● **Work request**
Copy the lines below that contain "shown".

(Stored items)
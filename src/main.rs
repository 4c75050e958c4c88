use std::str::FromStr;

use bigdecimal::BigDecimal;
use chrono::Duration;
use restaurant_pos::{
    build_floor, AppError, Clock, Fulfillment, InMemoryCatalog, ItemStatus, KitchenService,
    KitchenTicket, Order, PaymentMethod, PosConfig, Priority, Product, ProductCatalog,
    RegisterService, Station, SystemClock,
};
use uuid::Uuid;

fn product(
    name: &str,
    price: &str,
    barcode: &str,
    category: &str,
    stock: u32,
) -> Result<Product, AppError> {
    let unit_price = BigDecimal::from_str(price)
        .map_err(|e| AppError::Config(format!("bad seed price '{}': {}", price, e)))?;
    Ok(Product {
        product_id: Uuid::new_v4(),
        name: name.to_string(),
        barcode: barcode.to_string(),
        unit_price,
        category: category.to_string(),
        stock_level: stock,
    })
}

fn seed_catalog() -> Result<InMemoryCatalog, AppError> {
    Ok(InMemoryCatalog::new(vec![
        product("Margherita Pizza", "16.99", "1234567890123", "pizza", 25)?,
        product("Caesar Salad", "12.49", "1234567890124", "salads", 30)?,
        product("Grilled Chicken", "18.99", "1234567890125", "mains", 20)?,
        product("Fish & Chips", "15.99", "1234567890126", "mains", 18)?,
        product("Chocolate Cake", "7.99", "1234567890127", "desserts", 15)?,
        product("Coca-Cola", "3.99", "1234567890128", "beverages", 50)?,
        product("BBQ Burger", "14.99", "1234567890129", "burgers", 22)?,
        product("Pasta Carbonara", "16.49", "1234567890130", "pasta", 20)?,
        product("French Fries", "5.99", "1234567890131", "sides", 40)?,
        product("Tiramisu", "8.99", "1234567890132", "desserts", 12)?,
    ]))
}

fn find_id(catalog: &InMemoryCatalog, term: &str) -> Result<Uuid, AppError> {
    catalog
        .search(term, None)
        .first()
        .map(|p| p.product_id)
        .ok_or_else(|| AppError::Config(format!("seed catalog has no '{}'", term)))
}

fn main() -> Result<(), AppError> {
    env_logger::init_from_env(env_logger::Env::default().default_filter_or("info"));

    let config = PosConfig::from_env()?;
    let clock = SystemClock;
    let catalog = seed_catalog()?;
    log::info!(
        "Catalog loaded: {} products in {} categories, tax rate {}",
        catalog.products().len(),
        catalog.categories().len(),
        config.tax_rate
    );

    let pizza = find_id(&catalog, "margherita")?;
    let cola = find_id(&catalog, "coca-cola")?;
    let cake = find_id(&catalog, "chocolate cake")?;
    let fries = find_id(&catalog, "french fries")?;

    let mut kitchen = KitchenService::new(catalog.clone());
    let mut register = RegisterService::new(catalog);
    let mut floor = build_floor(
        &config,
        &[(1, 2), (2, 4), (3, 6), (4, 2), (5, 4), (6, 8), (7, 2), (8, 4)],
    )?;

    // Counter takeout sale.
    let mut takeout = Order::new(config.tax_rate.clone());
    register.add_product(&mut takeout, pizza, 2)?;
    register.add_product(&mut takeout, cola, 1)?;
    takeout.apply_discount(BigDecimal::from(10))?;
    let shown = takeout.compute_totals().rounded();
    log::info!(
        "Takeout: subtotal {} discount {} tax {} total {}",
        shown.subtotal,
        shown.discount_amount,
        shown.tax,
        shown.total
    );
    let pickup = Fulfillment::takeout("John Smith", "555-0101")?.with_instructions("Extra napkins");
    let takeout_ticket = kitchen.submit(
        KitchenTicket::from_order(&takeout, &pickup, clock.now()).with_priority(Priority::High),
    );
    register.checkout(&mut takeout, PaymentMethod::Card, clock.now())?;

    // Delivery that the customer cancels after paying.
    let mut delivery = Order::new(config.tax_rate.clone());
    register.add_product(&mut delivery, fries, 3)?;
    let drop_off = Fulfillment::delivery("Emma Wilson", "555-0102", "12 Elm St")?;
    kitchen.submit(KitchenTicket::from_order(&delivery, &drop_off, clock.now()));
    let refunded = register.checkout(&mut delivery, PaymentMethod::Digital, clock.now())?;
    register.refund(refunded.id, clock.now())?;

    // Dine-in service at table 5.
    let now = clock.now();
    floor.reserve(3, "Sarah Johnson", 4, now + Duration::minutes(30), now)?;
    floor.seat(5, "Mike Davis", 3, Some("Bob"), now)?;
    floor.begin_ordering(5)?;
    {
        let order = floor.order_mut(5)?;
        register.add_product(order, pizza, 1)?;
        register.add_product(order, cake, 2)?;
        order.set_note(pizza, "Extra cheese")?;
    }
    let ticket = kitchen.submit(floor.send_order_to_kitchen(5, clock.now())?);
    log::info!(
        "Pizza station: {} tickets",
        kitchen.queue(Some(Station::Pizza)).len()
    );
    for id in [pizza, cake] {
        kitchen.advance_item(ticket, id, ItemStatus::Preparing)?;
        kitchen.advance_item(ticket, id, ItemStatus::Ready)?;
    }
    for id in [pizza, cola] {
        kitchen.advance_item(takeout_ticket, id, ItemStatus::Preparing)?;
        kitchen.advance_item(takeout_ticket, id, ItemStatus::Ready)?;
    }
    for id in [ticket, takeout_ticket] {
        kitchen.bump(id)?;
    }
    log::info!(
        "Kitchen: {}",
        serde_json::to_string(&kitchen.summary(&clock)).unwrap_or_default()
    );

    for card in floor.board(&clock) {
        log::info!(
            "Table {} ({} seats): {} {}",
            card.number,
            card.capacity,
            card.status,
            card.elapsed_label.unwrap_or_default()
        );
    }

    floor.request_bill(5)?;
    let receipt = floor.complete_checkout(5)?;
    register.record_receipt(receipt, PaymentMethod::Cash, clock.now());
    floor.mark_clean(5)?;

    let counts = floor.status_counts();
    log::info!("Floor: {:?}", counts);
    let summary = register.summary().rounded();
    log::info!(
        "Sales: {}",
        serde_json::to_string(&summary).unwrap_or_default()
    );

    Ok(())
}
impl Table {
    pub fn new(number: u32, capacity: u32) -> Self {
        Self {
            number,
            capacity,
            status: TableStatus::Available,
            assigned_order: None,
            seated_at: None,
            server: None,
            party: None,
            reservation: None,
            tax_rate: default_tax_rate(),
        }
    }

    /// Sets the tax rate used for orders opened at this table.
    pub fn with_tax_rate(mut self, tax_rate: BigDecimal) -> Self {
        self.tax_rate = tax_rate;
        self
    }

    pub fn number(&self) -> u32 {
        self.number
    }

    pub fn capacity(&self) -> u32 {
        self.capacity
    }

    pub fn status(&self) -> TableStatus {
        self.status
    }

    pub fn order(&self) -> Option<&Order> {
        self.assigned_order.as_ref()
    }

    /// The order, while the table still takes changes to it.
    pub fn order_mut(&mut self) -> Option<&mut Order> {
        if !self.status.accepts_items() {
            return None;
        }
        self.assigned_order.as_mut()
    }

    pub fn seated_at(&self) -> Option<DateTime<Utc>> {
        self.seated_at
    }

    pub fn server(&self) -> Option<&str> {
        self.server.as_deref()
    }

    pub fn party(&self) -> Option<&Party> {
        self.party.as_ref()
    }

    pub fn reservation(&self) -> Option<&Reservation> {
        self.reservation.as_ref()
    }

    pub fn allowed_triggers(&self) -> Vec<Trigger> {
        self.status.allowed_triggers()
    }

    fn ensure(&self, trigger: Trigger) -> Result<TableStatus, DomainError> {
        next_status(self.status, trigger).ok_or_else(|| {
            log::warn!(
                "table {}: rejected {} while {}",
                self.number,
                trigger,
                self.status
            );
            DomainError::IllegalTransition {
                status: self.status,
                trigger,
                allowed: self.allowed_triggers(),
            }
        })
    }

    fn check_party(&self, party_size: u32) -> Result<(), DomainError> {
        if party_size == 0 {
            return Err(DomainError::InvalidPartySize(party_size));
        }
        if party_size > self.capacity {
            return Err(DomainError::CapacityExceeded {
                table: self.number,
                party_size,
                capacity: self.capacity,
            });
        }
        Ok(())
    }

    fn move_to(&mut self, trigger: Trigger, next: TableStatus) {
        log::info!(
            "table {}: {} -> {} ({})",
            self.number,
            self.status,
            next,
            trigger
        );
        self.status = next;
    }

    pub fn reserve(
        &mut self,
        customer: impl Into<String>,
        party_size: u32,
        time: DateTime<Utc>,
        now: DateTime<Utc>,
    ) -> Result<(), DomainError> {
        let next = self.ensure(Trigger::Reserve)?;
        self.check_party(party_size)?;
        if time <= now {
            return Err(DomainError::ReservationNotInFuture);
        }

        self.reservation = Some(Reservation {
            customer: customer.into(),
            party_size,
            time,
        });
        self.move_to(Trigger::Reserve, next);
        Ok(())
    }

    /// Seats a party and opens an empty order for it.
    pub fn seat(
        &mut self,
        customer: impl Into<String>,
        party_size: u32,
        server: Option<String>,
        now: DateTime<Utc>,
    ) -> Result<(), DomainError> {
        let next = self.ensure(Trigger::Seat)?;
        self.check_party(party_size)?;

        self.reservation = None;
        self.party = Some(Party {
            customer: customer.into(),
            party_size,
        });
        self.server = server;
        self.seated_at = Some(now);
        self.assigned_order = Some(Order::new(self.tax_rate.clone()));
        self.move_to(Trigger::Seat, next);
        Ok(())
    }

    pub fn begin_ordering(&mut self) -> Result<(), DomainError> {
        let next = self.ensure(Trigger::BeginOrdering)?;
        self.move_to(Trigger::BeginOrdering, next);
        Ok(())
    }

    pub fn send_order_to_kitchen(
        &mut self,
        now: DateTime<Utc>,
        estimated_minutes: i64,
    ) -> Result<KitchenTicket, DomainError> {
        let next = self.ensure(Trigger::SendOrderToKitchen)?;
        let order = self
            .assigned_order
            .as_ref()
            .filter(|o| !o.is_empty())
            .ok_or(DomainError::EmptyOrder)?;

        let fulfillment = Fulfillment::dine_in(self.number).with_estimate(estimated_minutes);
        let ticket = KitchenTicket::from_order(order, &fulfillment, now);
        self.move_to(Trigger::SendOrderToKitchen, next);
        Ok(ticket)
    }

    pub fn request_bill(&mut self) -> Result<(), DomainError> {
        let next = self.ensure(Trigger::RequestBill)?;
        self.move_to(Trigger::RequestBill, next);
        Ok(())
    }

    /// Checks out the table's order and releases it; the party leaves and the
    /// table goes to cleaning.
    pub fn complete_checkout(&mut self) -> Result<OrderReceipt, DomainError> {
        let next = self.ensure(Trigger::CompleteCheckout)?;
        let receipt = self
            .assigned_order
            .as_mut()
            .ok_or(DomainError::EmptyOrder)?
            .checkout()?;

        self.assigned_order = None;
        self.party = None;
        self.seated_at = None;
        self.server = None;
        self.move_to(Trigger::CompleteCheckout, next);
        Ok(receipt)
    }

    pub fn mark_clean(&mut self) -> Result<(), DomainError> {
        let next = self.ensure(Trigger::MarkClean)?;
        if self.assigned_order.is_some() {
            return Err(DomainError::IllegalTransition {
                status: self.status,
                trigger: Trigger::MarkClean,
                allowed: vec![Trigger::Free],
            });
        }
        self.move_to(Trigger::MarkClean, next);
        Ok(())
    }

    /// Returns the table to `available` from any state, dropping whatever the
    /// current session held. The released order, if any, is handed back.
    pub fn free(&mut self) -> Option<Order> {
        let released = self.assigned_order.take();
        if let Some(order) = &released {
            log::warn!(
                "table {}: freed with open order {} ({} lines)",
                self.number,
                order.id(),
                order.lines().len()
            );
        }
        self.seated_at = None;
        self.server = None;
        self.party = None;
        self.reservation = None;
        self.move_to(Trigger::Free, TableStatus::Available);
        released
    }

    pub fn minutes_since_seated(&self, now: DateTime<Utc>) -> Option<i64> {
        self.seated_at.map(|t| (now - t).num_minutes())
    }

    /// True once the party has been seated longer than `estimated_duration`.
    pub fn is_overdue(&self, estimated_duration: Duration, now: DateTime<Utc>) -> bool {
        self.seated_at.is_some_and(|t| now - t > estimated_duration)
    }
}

● **Answer area**
    let shown = takeout.compute_totals().rounded();
        shown.subtotal,
        shown.discount_amount,
        shown.tax,
        shown.total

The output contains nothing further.